> Task directions
After finding the line with "on the connection." in the entries below, retype exactly each line from there through the line with "pub const fn is_terminal(self)", including that final line.

> Material for this task
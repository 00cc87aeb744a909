//! Connection identity and lifecycle states.
//!
//! Serving engines report every connection transition as a [`ConnState`]
//! through a [`ConnStateHook`]. The server installs its own hook to count live
//! connections and forwards each event to an optional user observer.

use std::fmt;
use std::net::SocketAddr;
use std::str::FromStr;
use std::sync::Arc;

/// Callback invoked on every connection-state transition.
///
/// Events for a single connection arrive in the order they occur. Events for
/// different connections may interleave and may be delivered from different
/// threads.
pub type ConnStateHook = Arc<dyn Fn(&ConnInfo, ConnState) + Send + Sync>;

/// Identifier of an accepted connection, unique per engine.
#[derive(Debug, Clone, Copy, PartialEq, Eq, Hash, PartialOrd, Ord)]
pub struct ConnId(u64);

impl ConnId {
    /// Creates a connection id from a raw value.
    #[must_use]
    pub const fn new(raw: u64) -> Self {
        Self(raw)
    }

    /// Returns the raw value.
    #[must_use]
    pub const fn get(self) -> u64 {
        self.0
    }
}

impl fmt::Display for ConnId {
    fn fmt(&self, f: &mut fmt::Formatter<'_>) -> fmt::Result {
        write!(f, "conn-{}", self.0)
    }
}

/// Describes an accepted connection.
#[derive(Debug, Clone, Copy, PartialEq, Eq)]
pub struct ConnInfo {
    id: ConnId,
    remote_addr: SocketAddr,
}

impl ConnInfo {
    /// Creates connection info.
    #[must_use]
    pub const fn new(id: ConnId, remote_addr: SocketAddr) -> Self {
        Self { id, remote_addr }
    }

    /// Returns the connection id.
    #[must_use]
    pub const fn id(&self) -> ConnId {
        self.id
    }

    /// Returns the peer address.
    #[must_use]
    pub const fn remote_addr(&self) -> SocketAddr {
        self.remote_addr
    }
}

/// Lifecycle state of a connection.
#[derive(Debug, Clone, Copy, PartialEq, Eq, Hash)]
pub enum ConnState {
    /// The connection was just accepted and has not sent a request yet.
    New,
    /// A request is being served on the connection.
    Active,
    /// The connection finished a request and is waiting for the next one.
    Idle,
    /// The connection was handed off to another protocol (e.g. an HTTP
    /// upgrade). Under [`HijackPolicy::Retain`] a `Closed` follows once the
    /// hijacked stream is released; otherwise nothing else is reported.
    Hijacked,
    /// The connection is closed. Terminal.
    Closed,
}

impl ConnState {
    /// Returns the state as a lowercase label.
    #[must_use]
    pub const fn as_str(self) -> &'static str {
        match self {
            Self::New => "new",
            Self::Active => "active",
            Self::Idle => "idle",
            Self::Hijacked => "hijacked",
            Self::Closed => "closed",
        }
    }

    /// Returns `true` for states that end the protocol side of a
    /// connection.
    #[must_use]
    pub const fn is_terminal(self) -> bool {
        matches!(self, Self::Hijacked | Self::Closed)
    }
}

impl fmt::Display for ConnState {
    fn fmt(&self, f: &mut fmt::Formatter<'_>) -> fmt::Result {
        f.write_str(self.as_str())
    }
}

/// How hijacked connections count towards the drain.
#[derive(Debug, Clone, Copy, PartialEq, Eq, Default)]
pub enum HijackPolicy {
    /// A hijacked connection is no longer tracked: it stops counting as
    /// live and is never force-closed.
    #[default]
    Release,
    /// A hijacked connection keeps counting as live until the engine
    /// reports it closed, and is force-closed with the rest at the deadline.
    Retain,
}

impl HijackPolicy {
    /// Returns the policy as a lowercase label.
    #[must_use]
    pub const fn as_str(self) -> &'static str {
        match self {
            Self::Release => "release",
            Self::Retain => "retain",
        }
    }
}

impl fmt::Display for HijackPolicy {
    fn fmt(&self, f: &mut fmt::Formatter<'_>) -> fmt::Result {
        f.write_str(self.as_str())
    }
}

impl FromStr for HijackPolicy {
    type Err = String;

    fn from_str(s: &str) -> Result<Self, Self::Err> {
        match s.to_lowercase().as_str() {
            "release" => Ok(Self::Release),
            "retain" => Ok(Self::Retain),
            other => Err(format!(
                "unknown hijack policy '{other}', expected 'release' or 'retain'"
            )),
        }
    }
}
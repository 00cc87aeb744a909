//! # Graceful Server
//!
//! Graceful shutdown for TCP servers.
//!
//! A [`Server`] serves connections through an [`Engine`] until it is told to
//! stop, either by an interrupt (SIGINT/SIGTERM or any future), by an explicit
//! [`Server::stop`] call or by its listener failing. It then:
//!
//! - turns keep-alives off and closes the listener, so new connections are
//!   refused while accepted ones keep being served;
//! - asks every open connection to finish its in-flight request and close;
//! - waits for every live connection to close, up to a grace period;
//! - force-closes whatever is left once the grace period expires;
//! - fulfils the [`CompletionSignal`] returned by [`Server::stop_signal`].
//!
//! [`HttpEngine`] is the bundled HTTP/1.1 engine built on Hyper. Handlers
//! that switch protocols take the stream with [`on_upgrade`].
//!
//! ## Example
//!
//! ```rust,ignore
//! use std::time::Duration;
//! use graceful_server::{respond, HttpEngine, Server};
//! use http::StatusCode;
//!
//! #[tokio::main]
//! async fn main() -> Result<(), Box<dyn std::error::Error>> {
//!     let engine = HttpEngine::new(|_req| async { respond(StatusCode::OK, "hello") });
//!     let server = Server::builder(engine)
//!         .http_addr("0.0.0.0:8080")
//!         .shutdown_timeout(Duration::from_secs(10))
//!         .handle_os_signals(true)
//!         .build();
//!
//!     server.listen_and_serve().await?;
//!     Ok(())
//! }
//! ```

#![doc(html_root_url = "https://docs.rs/graceful-server/0.1.0")]
#![warn(missing_docs)]
#![forbid(unsafe_code)]

mod config;
mod conn;
mod enforcer;
mod engine;
mod http_engine;
mod server;
mod signal;
mod state;
mod tracker;
mod trigger;
mod upgrade;

pub use config::{
    ServerConfig, ServerConfigBuilder, DEFAULT_HTTP_ADDR, DEFAULT_SHUTDOWN_TIMEOUT_SECS,
};
pub use conn::{ConnId, ConnInfo, ConnState, ConnStateHook, HijackPolicy};
pub use enforcer::TimeoutEnforcer;
pub use engine::{is_connection_error, AcceptError, Engine, Listener};
pub use http_engine::{respond, HttpEngine, HttpResponse, ResponseBody};
pub use server::{Server, ServerBuilder, ServerError};
pub use signal::{CompletionSignal, Latch};
pub use state::{ShutdownState, StopReason, Trigger};
pub use tracker::{ConnectionTracker, Drain};
pub use trigger::InterruptSource;
pub use upgrade::{on_upgrade, Upgraded};
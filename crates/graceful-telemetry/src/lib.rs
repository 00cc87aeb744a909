//! Observability for graceful servers.
//!
//! - **Logging**: structured JSON or pretty output via `tracing-subscriber`
//! - **Metrics**: Prometheus exposition via the `metrics` crate
//!
//! # Example
//!
//! ```rust,ignore
//! use graceful_telemetry::{init_telemetry, TelemetryConfig};
//!
//! #[tokio::main]
//! async fn main() {
//!     let config = TelemetryConfig::builder()
//!         .service_name("my-service")
//!         .metrics_addr("0.0.0.0:9090")
//!         .build();
//!
//!     init_telemetry(&config).expect("Failed to init telemetry");
//! }
//! ```
//!
//! The metrics endpoint then serves, among others:
//!
//! ```text
//! # TYPE graceful_shutdowns_total counter
//! graceful_shutdowns_total{trigger="interrupt",outcome="drained"} 1
//! # TYPE graceful_live_connections gauge
//! graceful_live_connections 0
//! ```

#![warn(missing_docs)]

pub mod config;
pub mod error;
pub mod logging;
pub mod metrics;

pub use config::{TelemetryConfig, TelemetryConfigBuilder};
pub use error::TelemetryError;
pub use logging::{init_logging, LogConfig};
pub use metrics::{init_metrics, MetricsConfig};

/// Result type for telemetry operations.
pub type TelemetryResult<T> = Result<T, TelemetryError>;

/// Initializes logging, then metrics.
///
/// # Errors
///
/// Returns `TelemetryError` if either subsystem fails to initialize.
pub fn init_telemetry(config: &TelemetryConfig) -> TelemetryResult<()> {
    init_logging(&config.logging)?;
    init_metrics(&config.metrics)?;
    Ok(())
}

> Output for this task
    /// A request is being served on the connection.
    Active,
    /// The connection finished a request and is waiting for the next one.
    Idle,
    /// The connection was handed off to another protocol (e.g. an HTTP
    /// upgrade). Under [`HijackPolicy::Retain`] a `Closed` follows once the
    /// hijacked stream is released; otherwise nothing else is reported.
    Hijacked,
    /// The connection is closed. Terminal.
    Closed,
}

impl ConnState {
    /// Returns the state as a lowercase label.
    #[must_use]
    pub const fn as_str(self) -> &'static str {
        match self {
            Self::New => "new",
            Self::Active => "active",
            Self::Idle => "idle",
            Self::Hijacked => "hijacked",
            Self::Closed => "closed",
        }
    }

    /// Returns `true` for states that end the protocol side of a
    /// connection.
    #[must_use]
    pub const fn is_terminal(self) -> bool {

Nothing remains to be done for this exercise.